Por isso e na esteira de anteriores secretários-gerais, Costa poderia ter mostrado clara solidariedade pessoal e partidária com a situação do anterior amigo, secretário-geral e primeiro-ministro, não devendo remeter para as “férias do Natal” (Que é isso de férias do Natal?) a visita. Depois, sem deixar de declarar a função e o tempo de cada um dos poderes políticos (legislativo, executivo e judicial), deveria saber que os factos devem ser enfrentados e não fazer de conta que eles não existem, não são relevantes ou devem ser tratados por outrem. Talvez lhe tenha faltado alguma assessoria em termos da ciência psicológica.

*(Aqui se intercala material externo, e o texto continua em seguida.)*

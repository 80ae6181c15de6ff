//! Item storage with change detection

use std::collections::HashMap;
use std::sync::RwLock;

use chrono::{DateTime, Utc};
use hass_events::ItemValue;

use crate::error::{RegistryError, Result};

/// A locally cached item
#[derive(Debug, Clone, PartialEq)]
pub struct Item {
    pub name: String,
    pub value: ItemValue,
    /// Last time any value was written, changed or not
    pub last_update: DateTime<Utc>,
    /// Last time the value actually changed
    pub last_change: DateTime<Utc>,
}

impl Item {
    pub fn new(name: impl Into<String>) -> Self {
        let now = Utc::now();
        Self {
            name: name.into(),
            value: ItemValue::Undefined,
            last_update: now,
            last_change: now,
        }
    }

    pub fn with_value(mut self, value: ItemValue) -> Self {
        self.value = value;
        self
    }

    /// Write a value, returning whether it differed from the previous one
    fn set_value(&mut self, value: ItemValue) -> bool {
        let now = Utc::now();
        self.last_update = now;
        if self.value == value {
            return false;
        }
        self.value = value;
        self.last_change = now;
        true
    }
}

/// Thread-safe registry of items keyed by name
#[derive(Debug, Default)]
pub struct ItemRegistry {
    items: RwLock<HashMap<String, Item>>,
}

impl ItemRegistry {
    pub fn new() -> Self {
        Self::default()
    }

    /// Add an item. Fails if an item with the same name exists.
    pub fn add(&self, item: Item) -> Result<()> {
        let mut items = self.items.write().map_err(|_| RegistryError::LockPoisoned)?;
        if items.contains_key(&item.name) {
            return Err(RegistryError::ItemExists(item.name));
        }
        items.insert(item.name.clone(), item);
        Ok(())
    }

    /// Remove an item, returning it
    pub fn remove(&self, name: &str) -> Result<Item> {
        let mut items = self.items.write().map_err(|_| RegistryError::LockPoisoned)?;
        items
            .remove(name)
            .ok_or_else(|| RegistryError::ItemNotFound(name.to_string()))
    }

    pub fn get(&self, name: &str) -> Option<Item> {
        self.items.read().ok()?.get(name).cloned()
    }

    pub fn value(&self, name: &str) -> Option<ItemValue> {
        self.items.read().ok()?.get(name).map(|item| item.value.clone())
    }

    pub fn contains(&self, name: &str) -> bool {
        self.items
            .read()
            .map(|items| items.contains_key(name))
            .unwrap_or(false)
    }

    /// Write the cached value of an existing item.
    ///
    /// Returns whether the value changed, or [`RegistryError::ItemNotFound`].
    pub fn set_value(&self, name: &str, value: ItemValue) -> Result<bool> {
        let mut items = self.items.write().map_err(|_| RegistryError::LockPoisoned)?;
        let item = items
            .get_mut(name)
            .ok_or_else(|| RegistryError::ItemNotFound(name.to_string()))?;
        Ok(item.set_value(value))
    }

    /// Item names, sorted
    pub fn names(&self) -> Vec<String> {
        let mut names: Vec<String> = self
            .items
            .read()
            .map(|items| items.keys().cloned().collect())
            .unwrap_or_default();
        names.sort();
        names
    }

    pub fn len(&self) -> usize {
        self.items.read().map(|items| items.len()).unwrap_or(0)
    }

    pub fn is_empty(&self) -> bool {
        self.len() == 0
    }

    pub fn clear(&self) {
        if let Ok(mut items) = self.items.write() {
            items.clear();
        }
    }
}

#[cfg(test)]
mod tests {
    use super::*;

    #[test]
    fn test_add_and_get() {
        let registry = ItemRegistry::new();
        assert!(registry.is_empty());

        registry
            .add(Item::new("Light").with_value(ItemValue::OnOff(false)))
            .unwrap();

        assert!(registry.contains("Light"));
        assert_eq!(registry.value("Light"), Some(ItemValue::OnOff(false)));
        assert_eq!(registry.len(), 1);
        assert_eq!(
            registry.add(Item::new("Light")),
            Err(RegistryError::ItemExists("Light".to_string()))
        );
    }

    #[test]
    fn test_set_value_change_detection() {
        let registry = ItemRegistry::new();
        registry.add(Item::new("Temp")).unwrap();
        let before = registry.get("Temp").unwrap();

        assert_eq!(registry.set_value("Temp", ItemValue::Number(20.0)), Ok(true));
        assert_eq!(registry.set_value("Temp", ItemValue::Number(20.0)), Ok(false));

        let after = registry.get("Temp").unwrap();
        assert_eq!(after.value, ItemValue::Number(20.0));
        assert!(after.last_update >= before.last_update);
        assert!(after.last_change >= before.last_change);
    }

    #[test]
    fn test_set_value_unknown_item() {
        let registry = ItemRegistry::new();
        assert_eq!(
            registry.set_value("Missing", ItemValue::Undefined),
            Err(RegistryError::ItemNotFound("Missing".to_string()))
        );
    }

    #[test]
    fn test_remove_and_names() {
        let registry = ItemRegistry::new();
        registry.add(Item::new("B")).unwrap();
        registry.add(Item::new("A")).unwrap();
        assert_eq!(registry.names(), vec!["A".to_string(), "B".to_string()]);

        let removed = registry.remove("A").unwrap();
        assert_eq!(removed.name, "A");
        assert!(registry.remove("A").is_err());

        registry.clear();
        assert!(registry.is_empty());
    }
}
//! Configuration types for the connection core
//!
//! `ConnectionConfig` controls where and how the connection is made, the
//! reconnect backoff bounds, read-only mode and the round-trip ping. It can
//! be built in code or loaded from JSON.

use std::path::{Path, PathBuf};
use std::time::Duration;

use rest_client::SessionOptions;
use serde::{Deserialize, Serialize};

use crate::api::validate_item_name;
use crate::error::{ConnectionError, Result};

/// Configuration for the connection supervisor
#[derive(Debug, Clone, PartialEq, Serialize, Deserialize)]
#[serde(default)]
pub struct ConnectionConfig {
    /// Server host. An empty host disables the connection.
    /// Default: "localhost"
    pub host: String,

    /// Default: 8123
    pub port: u16,

    /// Basic-auth user, credentials are only sent when non-empty
    pub user: String,

    pub password: String,

    /// CA certificate (PEM). When set the connection uses https.
    pub ca_cert: Option<PathBuf>,

    /// Default: true
    pub cert_verify: bool,

    /// Never change anything on the server. Can be toggled at runtime.
    /// Default: false
    pub listen_only: bool,

    /// Block startup of the sync facade until the connection is online
    /// Default: true
    pub wait_for_homeassistant: bool,

    /// Upper bound for the startup wait
    /// Default: 60 seconds
    #[serde(with = "duration_secs")]
    pub startup_timeout: Duration,

    /// Shortest wait between two connection attempts
    /// Default: 1 second
    #[serde(with = "duration_secs")]
    pub backoff_floor: Duration,

    /// Longest wait between two connection attempts
    /// Default: 600 seconds
    #[serde(with = "duration_secs")]
    pub backoff_ceiling: Duration,

    /// TCP connect timeout. There is no total timeout, the event stream never ends.
    /// Default: 10 seconds
    #[serde(with = "duration_secs")]
    pub connect_timeout: Duration,

    /// Namespace of the subscribed topics
    /// Default: "homeassistant"
    pub event_prefix: String,

    /// Capacity of the event bus
    /// Default: 1000
    pub event_buffer_size: usize,

    pub ping: PingConfig,
}

/// Round-trip measurement through a number item on the server
///
/// Every `interval` the last measured round trip in milliseconds is posted
/// to `entity`; the time until the server echoes the update back is the
/// next measurement.
#[derive(Debug, Clone, PartialEq, Serialize, Deserialize)]
#[serde(default)]
pub struct PingConfig {
    /// Default: true
    pub enabled: bool,

    /// Name of the number item that receives the ping
    /// Default: "HassSdk_Ping"
    pub entity: String,

    /// Default: 10 seconds
    #[serde(with = "duration_secs")]
    pub interval: Duration,
}

impl Default for PingConfig {
    fn default() -> Self {
        Self {
            enabled: true,
            entity: "HassSdk_Ping".to_string(),
            interval: Duration::from_secs(10),
        }
    }
}

impl PingConfig {
    pub fn disabled() -> Self {
        Self {
            enabled: false,
            ..Default::default()
        }
    }

    pub fn new(entity: impl Into<String>, interval: Duration) -> Self {
        Self {
            enabled: true,
            entity: entity.into(),
            interval,
        }
    }
}

impl Default for ConnectionConfig {
    fn default() -> Self {
        Self {
            host: "localhost".to_string(),
            port: 8123,
            user: String::new(),
            password: String::new(),
            ca_cert: None,
            cert_verify: true,
            listen_only: false,
            wait_for_homeassistant: true,
            startup_timeout: Duration::from_secs(60),
            backoff_floor: Duration::from_secs(1),
            backoff_ceiling: Duration::from_secs(600),
            connect_timeout: Duration::from_secs(10),
            event_prefix: "homeassistant".to_string(),
            event_buffer_size: 1000,
            ping: PingConfig::default(),
        }
    }
}

impl ConnectionConfig {
    pub fn new() -> Self {
        Self::default()
    }

    /// Read-only configuration that never waits for the server on startup
    pub fn listen_only() -> Self {
        Self {
            listen_only: true,
            wait_for_homeassistant: false,
            ..Default::default()
        }
    }

    /// Short backoff bounds, for local servers and tests
    pub fn fast_reconnect() -> Self {
        Self {
            backoff_floor: Duration::from_millis(100),
            backoff_ceiling: Duration::from_secs(5),
            connect_timeout: Duration::from_secs(2),
            ..Default::default()
        }
    }

    pub fn from_json_str(json: &str) -> Result<Self> {
        let config: Self = serde_json::from_str(json)
            .map_err(|e| ConnectionError::Configuration(format!("Invalid configuration: {e}")))?;
        config.validate()?;
        Ok(config)
    }

    pub fn from_json_file(path: impl AsRef<Path>) -> Result<Self> {
        let path = path.as_ref();
        let json = std::fs::read_to_string(path).map_err(|e| {
            ConnectionError::Configuration(format!("Failed to read {}: {}", path.display(), e))
        })?;
        Self::from_json_str(&json)
    }

    /// Validate the configuration and return any issues
    pub fn validate(&self) -> Result<()> {
        if self.port == 0 {
            return Err(ConnectionError::Configuration(
                "Port must be greater than 0".to_string(),
            ));
        }

        if self.backoff_floor.is_zero() {
            return Err(ConnectionError::Configuration(
                "Backoff floor must be greater than 0".to_string(),
            ));
        }

        if self.backoff_floor > self.backoff_ceiling {
            return Err(ConnectionError::Configuration(
                "Invalid backoff: floor must not exceed ceiling".to_string(),
            ));
        }

        if self.event_buffer_size == 0 {
            return Err(ConnectionError::Configuration(
                "Event buffer size must be greater than 0".to_string(),
            ));
        }

        if self.event_prefix.is_empty() {
            return Err(ConnectionError::Configuration(
                "Event prefix must not be empty".to_string(),
            ));
        }

        if self.ping.enabled {
            if self.ping.interval.is_zero() {
                return Err(ConnectionError::Configuration(
                    "Ping interval must be greater than 0".to_string(),
                ));
            }
            validate_item_name(&self.ping.entity).map_err(|_| {
                ConnectionError::Configuration(format!(
                    "Ping entity {:?} is not a valid item name",
                    self.ping.entity
                ))
            })?;
        }

        Ok(())
    }

    /// Whether a host is configured at all
    pub fn is_enabled(&self) -> bool {
        !self.host.is_empty()
    }

    /// Session options for the REST client
    pub fn session_options(&self) -> SessionOptions {
        SessionOptions {
            host: self.host.clone(),
            port: self.port,
            user: self.user.clone(),
            password: self.password.clone(),
            ca_cert: self.ca_cert.clone(),
            cert_verify: self.cert_verify,
            connect_timeout: self.connect_timeout,
        }
    }

    /// Topic patterns of the push-event subscription
    pub fn topics(&self) -> Vec<String> {
        let prefix = &self.event_prefix;
        vec![
            format!("{prefix}/items/"),
            format!("{prefix}/channels/"),
            format!("{prefix}/things/*/status"),
            format!("{prefix}/things/*/statuschanged"),
        ]
    }

    pub fn with_host(mut self, host: impl Into<String>, port: u16) -> Self {
        self.host = host.into();
        self.port = port;
        self
    }

    pub fn with_credentials(mut self, user: impl Into<String>, password: impl Into<String>) -> Self {
        self.user = user.into();
        self.password = password.into();
        self
    }

    pub fn with_backoff(mut self, floor: Duration, ceiling: Duration) -> Self {
        self.backoff_floor = floor;
        self.backoff_ceiling = ceiling;
        self
    }

    pub fn with_listen_only(mut self, listen_only: bool) -> Self {
        self.listen_only = listen_only;
        self
    }

    pub fn with_ping(mut self, ping: PingConfig) -> Self {
        self.ping = ping;
        self
    }

    pub fn with_wait_for_homeassistant(mut self, wait: bool, timeout: Duration) -> Self {
        self.wait_for_homeassistant = wait;
        self.startup_timeout = timeout;
        self
    }
}

/// Durations as (fractional) seconds in config files
mod duration_secs {
    use std::time::Duration;

    use serde::{Deserialize, Deserializer, Serializer};

    pub fn serialize<S: Serializer>(value: &Duration, serializer: S) -> Result<S::Ok, S::Error> {
        serializer.serialize_f64(value.as_secs_f64())
    }

    pub fn deserialize<'de, D: Deserializer<'de>>(deserializer: D) -> Result<Duration, D::Error> {
        let secs = f64::deserialize(deserializer)?;
        Duration::try_from_secs_f64(secs).map_err(serde::de::Error::custom)
    }
}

Querer fazer acreditar que não há qualquer fundamento para a perceção de que a investigação, o Ministério Público e os juízes de instrução são imunes a pressões, a qualquer tipo de agendamento político é ignorar supinamente que as coincidências levam a supor precisamente o contrário. E, sobretudo, há que ter em conta que, no início deste século, foi inaugurada em definitivo a justiça-espetáculo. Por isso, sabe a pouco e até a oco dizer-se que a justiça tem o seu tempo e a política o seu; sabe a tautologia a repetição do aforismo “à justiça o que é da justiça, à política o que é da política”; e revela hipocrisia ou “insonsice” o inocente enunciado de que um ministro da justiça (que o secretário-geral foi) não pode ter um coração tão insensível que não possa condoer-se dos amigos nem pode deixar de ter um raciocínio tão frio a ponto de poder e dever tomar as decisões adequadas em cada momento.
A opinião pública, que nem sempre presume a ministração da justiça e até foi induzida à presunção da culpabilidade do político preso, sabe que Sócrates foi investigado durante três anos, esteve preso preventivamente 9 meses e vai estar em casa sob vigilância pelo menos mais 3 meses. Já era tempo de tudo ficar esclarecido e saber-se se o arguido será ou não acusado formalmente.

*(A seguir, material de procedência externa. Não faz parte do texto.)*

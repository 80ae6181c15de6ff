//! Error types for frame and event decoding

use thiserror::Error;

/// Errors that can occur while turning a frame into a domain event
#[derive(Error, Debug, Clone, PartialEq, Eq)]
pub enum DecodeError {
    /// The frame declares an event type no decoder is registered for
    #[error("Unknown event: {event_type} for topic {topic}")]
    UnknownEvent { event_type: String, topic: String },

    /// The frame itself is not a `{type, topic, payload}` JSON object
    #[error("Malformed frame: {0}")]
    MalformedFrame(String),

    /// The payload does not match the shape of its declared event type
    #[error("Malformed payload for {event_type}: {reason}")]
    MalformedPayload { event_type: String, reason: String },

    /// The topic does not carry a target name
    #[error("Invalid topic: {0}")]
    InvalidTopic(String),
}

impl DecodeError {
    pub(crate) fn payload(event_type: &str, reason: impl ToString) -> Self {
        DecodeError::MalformedPayload {
            event_type: event_type.to_string(),
            reason: reason.to_string(),
        }
    }
}

/// Result type alias for decoding operations
pub type DecodeResult<T> = Result<T, DecodeError>;

/// An item definition the server would reject
#[derive(Error, Debug, Clone, PartialEq, Eq)]
pub enum DefinitionError {
    #[error("{0} is not a valid item type")]
    UnknownType(String),

    #[error("{0} is not a valid unit dimension")]
    UnknownDimension(String),

    #[error("{0} is not a group function")]
    UnknownGroupFunction(String),

    /// Group type and function are only allowed on `Group` items
    #[error("Item type must be Group to carry group fields, is {0}")]
    NotAGroup(String),
}
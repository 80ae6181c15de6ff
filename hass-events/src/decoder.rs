//! Event decoder registry
//!
//! Maps the `type` declared by a frame to the function that builds the
//! matching [`DomainEvent`]. Unregistered types are an error, not a skip.

use std::collections::HashMap;

use serde::de::DeserializeOwned;
use serde::Deserialize;

use crate::error::{DecodeError, DecodeResult};
use crate::event::{
    ChannelTriggeredEvent, CommandEvent, DomainEvent, ItemDefinition, StatusChangeEvent,
    StatusInfoEvent, ThingStatus, ValueChangeEvent, ValueUpdateEvent,
};
use crate::frame::RawFrame;
use crate::value::{ItemValue, TypedValue};

type DecodeFn = fn(&RawFrame) -> DecodeResult<DomainEvent>;

/// Fixed registry of event constructors keyed by frame type name
pub struct EventDecoder {
    decoders: HashMap<&'static str, DecodeFn>,
}

impl EventDecoder {
    pub fn new() -> Self {
        let entries: [(&'static str, DecodeFn); 9] = [
            ("ItemStateEvent", decode_item_state),
            ("ItemStateChangedEvent", decode_item_state_changed),
            ("ItemCommandEvent", decode_item_command),
            ("ItemAddedEvent", decode_item_added),
            ("ItemUpdatedEvent", decode_item_updated),
            ("ItemRemovedEvent", decode_item_removed),
            ("ThingStatusInfoEvent", decode_thing_status),
            ("ThingStatusInfoChangedEvent", decode_thing_status_changed),
            ("ChannelTriggeredEvent", decode_channel_triggered),
        ];

        Self {
            decoders: entries.into_iter().collect(),
        }
    }

    /// Decode a frame into its domain event
    pub fn decode(&self, frame: &RawFrame) -> DecodeResult<DomainEvent> {
        let decode = self
            .decoders
            .get(frame.event_type.as_str())
            .ok_or_else(|| DecodeError::UnknownEvent {
                event_type: frame.event_type.clone(),
                topic: frame.topic.clone(),
            })?;
        decode(frame)
    }

    pub fn is_registered(&self, event_type: &str) -> bool {
        self.decoders.contains_key(event_type)
    }

    /// Registered type names, sorted
    pub fn event_types(&self) -> Vec<&'static str> {
        let mut types: Vec<_> = self.decoders.keys().copied().collect();
        types.sort_unstable();
        types
    }
}

impl Default for EventDecoder {
    fn default() -> Self {
        Self::new()
    }
}

fn payload_as<T: DeserializeOwned>(frame: &RawFrame) -> DecodeResult<T> {
    serde_json::from_str(&frame.payload).map_err(|e| DecodeError::payload(&frame.event_type, e))
}

fn decode_item_state(frame: &RawFrame) -> DecodeResult<DomainEvent> {
    let name = frame.target_name()?.to_string();
    let typed: TypedValue = payload_as(frame)?;
    Ok(DomainEvent::ValueUpdate(ValueUpdateEvent {
        name,
        value: ItemValue::from_typed(&frame.event_type, &typed)?,
    }))
}

#[derive(Deserialize)]
#[serde(rename_all = "camelCase")]
struct StateChangedPayload {
    #[serde(rename = "type")]
    kind: String,
    #[serde(default)]
    value: Option<String>,
    old_type: String,
    #[serde(default)]
    old_value: Option<String>,
}

fn decode_item_state_changed(frame: &RawFrame) -> DecodeResult<DomainEvent> {
    let name = frame.target_name()?.to_string();
    let payload: StateChangedPayload = payload_as(frame)?;

    let value = TypedValue {
        kind: payload.kind,
        value: payload.value,
    };
    let old_value = TypedValue {
        kind: payload.old_type,
        value: payload.old_value,
    };

    Ok(DomainEvent::ValueChange(ValueChangeEvent {
        name,
        value: ItemValue::from_typed(&frame.event_type, &value)?,
        old_value: ItemValue::from_typed(&frame.event_type, &old_value)?,
    }))
}

fn decode_item_command(frame: &RawFrame) -> DecodeResult<DomainEvent> {
    let name = frame.target_name()?.to_string();
    let typed: TypedValue = payload_as(frame)?;
    Ok(DomainEvent::Command(CommandEvent {
        name,
        value: ItemValue::from_typed(&frame.event_type, &typed)?,
    }))
}

fn decode_item_added(frame: &RawFrame) -> DecodeResult<DomainEvent> {
    Ok(DomainEvent::ItemAdded(payload_as(frame)?))
}

fn decode_item_updated(frame: &RawFrame) -> DecodeResult<DomainEvent> {
    let (item, old_item): (ItemDefinition, ItemDefinition) = payload_as(frame)?;
    Ok(DomainEvent::ItemUpdated { item, old_item })
}

fn decode_item_removed(frame: &RawFrame) -> DecodeResult<DomainEvent> {
    Ok(DomainEvent::ItemRemoved(payload_as(frame)?))
}

fn decode_thing_status(frame: &RawFrame) -> DecodeResult<DomainEvent> {
    let name = frame.target_name()?.to_string();
    let status: ThingStatus = payload_as(frame)?;
    Ok(DomainEvent::StatusInfo(StatusInfoEvent { name, status }))
}

fn decode_thing_status_changed(frame: &RawFrame) -> DecodeResult<DomainEvent> {
    let name = frame.target_name()?.to_string();
    let (status, old_status): (ThingStatus, ThingStatus) = payload_as(frame)?;
    Ok(DomainEvent::StatusChange(StatusChangeEvent {
        name,
        status,
        old_status,
    }))
}

#[derive(Deserialize)]
struct TriggerPayload {
    event: String,
    channel: String,
}

fn decode_channel_triggered(frame: &RawFrame) -> DecodeResult<DomainEvent> {
    let name = frame.target_name()?.to_string();
    let payload: TriggerPayload = payload_as(frame)?;
    Ok(DomainEvent::ChannelTriggered(ChannelTriggeredEvent {
        name,
        event: payload.event,
        channel: payload.channel,
    }))
}
//! # hass-events
//!
//! Parsing of the server's push-event frames and the typed events they map to.
//!
//! Each server-sent event carries a JSON object `{type, topic, payload}` whose
//! `payload` is itself JSON text. [`RawFrame::parse`] reads the outer object and
//! normalizes the server's `"NONE"` placeholder; [`EventDecoder::decode`] then
//! looks the `type` up in a fixed registry and builds a [`DomainEvent`].

pub mod decoder;
pub mod definitions;
pub mod error;
pub mod event;
pub mod frame;
pub mod value;

pub use decoder::EventDecoder;
pub use definitions::{validate_definition, GROUP_FUNCTIONS, ITEM_DIMENSIONS, ITEM_TYPES};
pub use error::{DecodeError, DecodeResult, DefinitionError};
pub use event::{
    ChannelTriggeredEvent, CommandEvent, DomainEvent, GroupFunction, ItemDefinition, StatusChangeEvent,
    StatusInfoEvent, ThingStatus, ValueChangeEvent, ValueUpdateEvent,
};
pub use frame::{normalize_payload, RawFrame, NONE_SENTINEL};
pub use value::{ItemValue, TypedValue};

Não. O secretário-geral do PS, se queria chefiar um governo, deveria não deixar de manifestar inequivocamente a solidariedade com o amigo, companheiro e predecessor, sem cair na teoria da cabala ou da conspiração; deveria assumir que o amigo, em tese, tanto pode ter cometido os erros de que é indiciado como estar inocente face aos indícios, devendo presumir claramente a inocência até decisão judicial definitiva. Mais deveria manifestar tanto a confiança na justiça como a sua hipotética debilidade, tal como em relação a outros órgãos do poder, não rejeitando o escrutínio e pedindo que se faça justiça, a seu tempo, mas imparcial, eficaz e tão célere quanto possível.

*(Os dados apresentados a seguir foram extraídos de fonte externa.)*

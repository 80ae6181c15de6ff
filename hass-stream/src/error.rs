//! Error types for the hass-stream crate.

use hass_events::DefinitionError;
use rest_client::RestError;

/// Errors surfaced by the connection core.
#[derive(Debug, Clone, PartialEq, thiserror::Error)]
pub enum ConnectionError {
    /// A request failed, see [`RestError`] for the classification
    #[error(transparent)]
    Rest(#[from] RestError),

    /// Invalid configuration provided
    #[error("Configuration error: {0}")]
    Configuration(String),

    /// Item names must be non-empty path segments
    #[error("Invalid item name: {0:?}")]
    InvalidItemName(String),

    /// The server would reject this item definition
    #[error("Invalid item definition: {0}")]
    InvalidItemDefinition(#[from] DefinitionError),

    /// Metadata namespaces must be non-empty path segments
    #[error("Invalid metadata namespace: {0:?}")]
    InvalidNamespace(String),

    /// The supervisor task is no longer running
    #[error("Connection supervisor has shut down")]
    SupervisorGone,
}

impl ConnectionError {
    /// Whether this error means the session was found to be broken
    pub fn is_disconnect(&self) -> bool {
        matches!(self, ConnectionError::Rest(e) if e.is_disconnect_signal())
    }
}

/// Convenience type alias for results in this crate.
pub type Result<T> = std::result::Result<T, ConnectionError>;

#[cfg(test)]
mod tests {
    use super::*;
    use rest_client::Method;

    #[test]
    fn test_disconnect_classification() {
        let not_ready = ConnectionError::from(RestError::NotReady {
            status: 503,
            method: Method::Get,
            url: "http://localhost:8123/rest/uuid/".to_string(),
        });
        assert!(not_ready.is_disconnect());

        assert!(!ConnectionError::from(RestError::NotConfigured).is_disconnect());
        assert!(!ConnectionError::Configuration("bad".into()).is_disconnect());
        assert!(!ConnectionError::SupervisorGone.is_disconnect());
        assert!(!ConnectionError::from(DefinitionError::UnknownType("Lamp".into())).is_disconnect());
    }

    #[test]
    fn test_rest_errors_display_transparently() {
        let err = ConnectionError::from(RestError::NotConfigured);
        assert_eq!(err.to_string(), RestError::NotConfigured.to_string());
    }
}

É que, pelas suas meias palavras, Costa deixou transparecer para a opinião pública a presunção da culpabilidade do até agora recluso n.º 44, tal como a superabundância dos artigos da Comunicação Social, muitos deles contrariando o segredo de justiça. Nem relva o facto de os tribunais superiores terem confirmado os motivos das medidas de criação decretada pelo Juiz de instrução. É óbvio que a sua argumentação é formalmente sustentada, o que só excecionalmente daria resultado diferente. Não é fácil uma argumentação escrita revelar erros crassos.
Finalmente, Costa deveria assumir-se como parte da governação de Sócrates, embora pusesse em evidência uma que outra divergência, até porque em determinada ocasião a abandonou, e protestar inequivocamente o propósito de não se cometerem mais erros como no passado, ao menos tanto quanto isso dependesse de si e do seu governo, e demonstrar com exemplos inequívocos as garantias desse propósito.
Um homem experiente rodeado de competentes conselheiros e assessores tem de ser menos hesitante e mais clarividente, sem medo e sem arrogância e, sobretudo, com lucidez e à vontade para rasgar caminhos e os indicar à coletividade.